> The problem
Could you print, exactly as they stand, the lines from the one holding "pub use error::map_sqlx_error;" to the end of the data below, and nothing more?

[Start of section]

//! Database infrastructure layer
//!
//! PostgreSQL adapters for the domain store ports. The conditional
//! updates the engine relies on (accrual compare-and-set, maturity claim)
//! are expressed as single atomic `UPDATE` statements here, so the
//! database is the arbiter under concurrent invocations.

pub mod error;
pub mod pool;
pub mod repositories;

pub use error::map_sqlx_error;
pub use pool::{create_pool, create_pool_from_url, DatabaseConfig, DatabasePool};
pub use repositories::{PgInvestmentStore, PgSettingsStore, PgWalletStore};

/// Embedded schema migrations, applied at server startup
pub static MIGRATOR: sqlx::migrate::Migrator = sqlx::migrate!("./migrations");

[End of section]

> Exercise answer
pub use error::map_sqlx_error;
pub use pool::{create_pool, create_pool_from_url, DatabaseConfig, DatabasePool};
pub use repositories::{PgInvestmentStore, PgSettingsStore, PgWalletStore};

/// Embedded schema migrations, applied at server startup
pub static MIGRATOR: sqlx::migrate::Migrator = sqlx::migrate!("./migrations");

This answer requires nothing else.